From 1958 on, many masers were constructed for applications in radio astronomy and as components of radar receivers. These masers were mostly of the ruby type. Their design became a part of the engineering art and research interest turned toward the extension of stimulated emission techniques in the visible and infrared regions.
Arthur Schawlow of Bell Laboratories and Charles Townes proposed extending the maser concept to the optical frequency range in 1958.
The maser period extends from 1954 to 1960.
The laser period opens with the achievement of the ruby laser. The acronym l.a.s.e.r. stands for light amplification by stimulated emission of radiation.
Physicist Theodore Harold Maiman invented the first operable laser in 1960. He developed, demonstrated, and patented a laser using a pink ruby medium, for which he gained worldwide recognition. In 1962 Maiman founded his own company, Korad Corporation, devoted to the research, development, and manufacture of lasers.
Early in 1961 the first continuously operating laser was announced by Ali Javan and his coworkers at Bell Laboratories. This laser was the first to use a gas, a mixture of helium and neon, for the light emitting material. At the same years scientists from American Optical Company made the first neodymium-doped glass laser. In 1962 scientists at General Electric and International Business Machines (IBM) almost simultaneously demonstrated the first semiconductor junction laser.

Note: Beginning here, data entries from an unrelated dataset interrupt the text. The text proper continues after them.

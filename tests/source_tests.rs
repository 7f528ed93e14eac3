//! HTTP-backed source tests
//!
//! PokeAPI and the scraped sites are replaced by a local wiremock server.

use pokedex::sources::http::{build_client, get_text, read_body, MAX_BODY_BYTES};
use pokedex::sources::{EvidenceSource, PokeApiClient, PokeApiSource, WebSite, WebSource};
use pokedex::types::{Facet, FailureKind, ResearchIntent};
use pokedex::utils::toml_config::ResearchConfig;
use pokedex::ResearchPipeline;
use serde_json::json;
use std::io::Write;
use std::time::Duration;
use tempfile::NamedTempFile;
use wiremock::matchers::{method, path};
use wiremock::{Mock, MockServer, ResponseTemplate};

const TIMEOUT: Duration = Duration::from_secs(2);

const PIKACHU_PAGE: &str = r#"<html><body>
    <h1>Pikachu</h1>
    <p>Pikachu is an Electric-type Pokemon introduced in Generation I.</p>
    <p>It evolves from Pichu when leveled up with high friendship and evolves into Raichu.</p>
    <table>
        <tr><th>HP</th><td>35</td></tr>
        <tr><th>Attack</th><td>55</td></tr>
    </table>
</body></html>"#;

fn pikachu_json() -> serde_json::Value {
    json!({
        "name": "pikachu",
        "height": 4,
        "weight": 60,
        "base_experience": 112,
        "types": [{"slot": 1, "type": {"name": "electric"}}],
        "abilities": [
            {"ability": {"name": "static"}},
            {"ability": {"name": "lightning-rod"}}
        ],
        "stats": [
            {"base_stat": 35, "stat": {"name": "hp"}},
            {"base_stat": 55, "stat": {"name": "attack"}}
        ]
    })
}

fn pokeapi(server: &MockServer) -> PokeApiSource {
    let client = PokeApiClient::new(build_client().unwrap(), server.uri());
    PokeApiSource::new("pokeapi", client, 0.95)
}

fn web(server: &MockServer, site: WebSite) -> WebSource {
    WebSource::new(site.default_id(), site, build_client().unwrap(), server.uri(), site.default_trust())
}

#[tokio::test]
async fn test_pokeapi_typing() {
    let server = MockServer::start().await;
    Mock::given(method("GET"))
        .and(path("/pokemon/pikachu"))
        .respond_with(ResponseTemplate::new(200).set_body_json(pikachu_json()))
        .mount(&server)
        .await;

    let intent = ResearchIntent::new("pikachu", [Facet::Typing]);
    let bundle = pokeapi(&server).fetch(&intent, Facet::Typing, TIMEOUT).await.unwrap();

    assert_eq!(bundle.source_id, "pokeapi");
    assert_eq!(bundle.payload["types"], json!(["electric"]));
    assert_eq!(bundle.payload["abilities"], json!(["static", "lightning-rod"]));
    assert_eq!(bundle.trust, 0.95);
}

#[tokio::test]
async fn test_pokeapi_type_search_lists_members() {
    let server = MockServer::start().await;
    Mock::given(method("GET"))
        .and(path("/type/bug"))
        .respond_with(ResponseTemplate::new(200).set_body_json(json!({
            "name": "bug",
            "pokemon": [
                {"pokemon": {"name": "caterpie"}},
                {"pokemon": {"name": "beedrill-mega"}},
                {"pokemon": {"name": "weedle"}}
            ],
            "damage_relations": {
                "double_damage_from": [{"name": "fire"}, {"name": "flying"}, {"name": "rock"}],
                "double_damage_to": [{"name": "grass"}]
            }
        })))
        .mount(&server)
        .await;

    let intent = ResearchIntent::new("bug-type-search", [Facet::Typing]);
    let bundle = pokeapi(&server).fetch(&intent, Facet::Typing, TIMEOUT).await.unwrap();

    assert_eq!(bundle.payload["members"], json!(["caterpie", "weedle"]));
    assert_eq!(bundle.payload["double_damage_from"], json!(["fire", "flying", "rock"]));
}

#[tokio::test]
async fn test_pokeapi_follows_evolution_chain() {
    let server = MockServer::start().await;
    Mock::given(method("GET"))
        .and(path("/pokemon-species/pikachu"))
        .respond_with(ResponseTemplate::new(200).set_body_json(json!({
            "name": "pikachu",
            "evolves_from_species": {"name": "pichu"},
            "evolution_chain": {"url": format!("{}/evolution-chain/10/", server.uri())}
        })))
        .mount(&server)
        .await;
    Mock::given(method("GET"))
        .and(path("/evolution-chain/10/"))
        .respond_with(ResponseTemplate::new(200).set_body_json(json!({
            "chain": {
                "species": {"name": "pichu"},
                "evolves_to": [{
                    "species": {"name": "pikachu"},
                    "evolves_to": [{"species": {"name": "raichu"}, "evolves_to": []}]
                }]
            }
        })))
        .mount(&server)
        .await;

    let intent = ResearchIntent::new("pikachu", [Facet::Evolution]);
    let bundle = pokeapi(&server).fetch(&intent, Facet::Evolution, TIMEOUT).await.unwrap();

    assert_eq!(bundle.payload["chain"], json!(["pichu", "pikachu", "raichu"]));
    assert_eq!(bundle.payload["evolves_from"], json!("pichu"));
    assert_eq!(bundle.payload["evolves_into"], json!(["raichu"]));
}

#[tokio::test]
async fn test_http_status_classification() {
    let server = MockServer::start().await;
    Mock::given(method("GET"))
        .and(path("/pokemon/missingno"))
        .respond_with(ResponseTemplate::new(404))
        .mount(&server)
        .await;
    Mock::given(method("GET"))
        .and(path("/pokemon/pikachu"))
        .respond_with(ResponseTemplate::new(429))
        .mount(&server)
        .await;

    let source = pokeapi(&server);

    let missing = ResearchIntent::new("missingno", [Facet::Typing]);
    let failure = source.fetch(&missing, Facet::Typing, TIMEOUT).await.unwrap_err();
    assert_eq!(failure.reason, FailureKind::NotFound);
    assert!(!failure.retriable);

    let limited = ResearchIntent::new("pikachu", [Facet::Typing]);
    let failure = source.fetch(&limited, Facet::Typing, TIMEOUT).await.unwrap_err();
    assert_eq!(failure.reason, FailureKind::RateLimited);
    assert!(failure.retriable);
    assert_eq!(failure.source_id, "pokeapi");
}

#[tokio::test]
async fn test_slow_response_times_out() {
    let server = MockServer::start().await;
    Mock::given(method("GET"))
        .and(path("/pokemon/pikachu"))
        .respond_with(
            ResponseTemplate::new(200)
                .set_body_json(pikachu_json())
                .set_delay(Duration::from_millis(800)),
        )
        .mount(&server)
        .await;

    let intent = ResearchIntent::new("pikachu", [Facet::Typing]);
    let failure = pokeapi(&server)
        .fetch(&intent, Facet::Typing, Duration::from_millis(100))
        .await
        .unwrap_err();

    assert_eq!(failure.reason, FailureKind::Timeout);
    assert!(failure.retriable);
}

#[tokio::test]
async fn test_invalid_json_is_parse_error() {
    let server = MockServer::start().await;
    Mock::given(method("GET"))
        .and(path("/pokemon/pikachu"))
        .respond_with(ResponseTemplate::new(200).set_body_string("<html>maintenance</html>"))
        .mount(&server)
        .await;

    let intent = ResearchIntent::new("pikachu", [Facet::Typing]);
    let failure = pokeapi(&server).fetch(&intent, Facet::Typing, TIMEOUT).await.unwrap_err();

    assert_eq!(failure.reason, FailureKind::ParseError);
}

#[tokio::test]
async fn test_pokemondb_page_extraction() {
    let server = MockServer::start().await;
    Mock::given(method("GET"))
        .and(path("/pokedex/pikachu"))
        .respond_with(ResponseTemplate::new(200).set_body_string(PIKACHU_PAGE))
        .mount(&server)
        .await;

    let source = web(&server, WebSite::PokemonDb);
    let intent = ResearchIntent::new("pikachu", [Facet::Typing, Facet::Stats, Facet::Evolution]);

    let typing = source.fetch(&intent, Facet::Typing, TIMEOUT).await.unwrap();
    assert_eq!(typing.payload["types"], json!(["electric"]));
    assert_eq!(typing.source_id, "pokemondb");

    let stats = source.fetch(&intent, Facet::Stats, TIMEOUT).await.unwrap();
    assert_eq!(stats.payload["hp"], json!(35));

    let evolution = source.fetch(&intent, Facet::Evolution, TIMEOUT).await.unwrap();
    assert_eq!(evolution.payload["evolves_into"], json!(["raichu"]));
}

#[tokio::test]
async fn test_bulbapedia_wiki_path() {
    let server = MockServer::start().await;
    Mock::given(method("GET"))
        .and(path("/wiki/Mr_Mime"))
        .respond_with(ResponseTemplate::new(200).set_body_string(
            "<p>Mr. Mime is a dual-type Psychic/Fairy-type Pokemon introduced in Generation I.</p>",
        ))
        .mount(&server)
        .await;

    let intent = ResearchIntent::new("mr-mime", [Facet::Typing]);
    let bundle = web(&server, WebSite::Bulbapedia)
        .fetch(&intent, Facet::Typing, TIMEOUT)
        .await
        .unwrap();

    assert_eq!(bundle.payload["types"], json!(["psychic", "fairy"]));
}

#[tokio::test]
async fn test_page_without_facet_data_is_parse_error() {
    let server = MockServer::start().await;
    Mock::given(method("GET"))
        .and(path("/pokedex/pikachu.shtml"))
        .respond_with(ResponseTemplate::new(200).set_body_string("<p>Site navigation</p>"))
        .mount(&server)
        .await;

    let intent = ResearchIntent::new("pikachu", [Facet::Stats]);
    let failure = web(&server, WebSite::Serebii)
        .fetch(&intent, Facet::Stats, TIMEOUT)
        .await
        .unwrap_err();

    assert_eq!(failure.reason, FailureKind::ParseError);
    assert_eq!(failure.source_id, "serebii");
}

#[tokio::test]
async fn test_configured_pipeline_against_local_sources() {
    let server = MockServer::start().await;
    Mock::given(method("GET"))
        .and(path("/pokemon/pikachu"))
        .respond_with(ResponseTemplate::new(200).set_body_json(pikachu_json()))
        .mount(&server)
        .await;
    Mock::given(method("GET"))
        .and(path("/pokedex/pikachu"))
        .respond_with(ResponseTemplate::new(200).set_body_string(PIKACHU_PAGE))
        .mount(&server)
        .await;

    let mut file = NamedTempFile::new().unwrap();
    write!(
        file,
        r#"
[pipeline]
budget_ms = 5000
reasoning_enabled = false

[sources.pokeapi]
type = "pokeapi"
base_url = "{uri}"

[sources.pokemondb]
type = "web"
site = "pokemondb"
base_url = "{uri}"
"#,
        uri = server.uri()
    )
    .unwrap();

    let config = ResearchConfig::load(file.path()).unwrap();
    let pipeline = ResearchPipeline::from_config(&config).unwrap();
    assert_eq!(pipeline.sources().source_ids(), vec!["pokeapi", "pokemondb"]);

    let report = pipeline.conduct_research("What type is Pikachu?").await.unwrap();

    let context = report.context("pikachu").unwrap();
    let types = context.get(Facet::Typing, "types").unwrap();
    assert_eq!(types.supporting_sources, vec!["pokeapi", "pokemondb"]);
    assert_eq!(types.agreement_score, 1.0);
    assert!(!types.single_sourced);

    let hp = context.get(Facet::Stats, "hp").unwrap();
    assert_eq!(hp.agreement_score, 1.0);

    assert_eq!(
        report.citations.iter().cloned().collect::<Vec<_>>(),
        vec!["pokeapi", "pokemondb"]
    );
    // PokeAPI has no species mock, only the page summary covers lore
    assert!(context.get(Facet::Lore, "summary").is_some());
    assert!(context.get(Facet::Lore, "flavor_text").is_none());
}

#[tokio::test]
async fn test_oversized_page_is_rejected() {
    let server = MockServer::start().await;
    Mock::given(method("GET"))
        .and(path("/huge"))
        .respond_with(ResponseTemplate::new(200).set_body_string("a".repeat(MAX_BODY_BYTES + 1)))
        .mount(&server)
        .await;

    let url = format!("{}/huge", server.uri());
    let err = get_text(&build_client().unwrap(), &url, TIMEOUT).await.unwrap_err();
    assert_eq!(err.reason, FailureKind::ParseError);
    assert!(err.detail.contains("exceeds"));
}

#[tokio::test]
async fn test_body_limit_is_inclusive() {
    let server = MockServer::start().await;
    Mock::given(method("GET"))
        .and(path("/page"))
        .respond_with(ResponseTemplate::new(200).set_body_string("x".repeat(64)))
        .mount(&server)
        .await;

    let client = build_client().unwrap();
    let url = format!("{}/page", server.uri());

    let response = client.get(&url).send().await.unwrap();
    assert_eq!(read_body(response, 64).await.unwrap().len(), 64);

    let response = client.get(&url).send().await.unwrap();
    assert!(read_body(response, 63).await.is_err());
}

In 1962 Basov and Oraevskii proposed that rapid cooling could produce population inversions in molecular systems. And in 1966, the first gas-dynamic laser was successfully operated at the Avco Everett Research Laboratory.
The 1970s years became the time of discovery of free electron laser.
The 1964 Nobel Prize in physics was awarded to Charles Townes and to the Russian scientists Nikolai Basov and Alexander Prokhorov “for fundamental work in the field of quantum electronics, which has led to the construction of oscillators and amplifiers based in the maser-laser principle”.
Laser applications have also increased in variety. Experiments requiring really high intensities in narrow spectral regions can only be done with lasers. Outside the field of scientific experimentation many applications were found in medicine, communications, geophysical and space exploration, military and metals technology. The potential importance of these applications continues to stimulate new developments in the laser field.
Now lasers are everywhere. In your computer CD-ROM, your CD рlaуег, at supermarket and in laser light shows. As far as technologies go, they have been one of the inventions most quickly absorbed into society.
The future of lasers is a promising one. Judging from the quick development of lasers in the past and continuing laser research, there does not appear to be a slowing of laser research in the near future. As time progresses, there will doubtless be new scientists with new ideas and new inventions.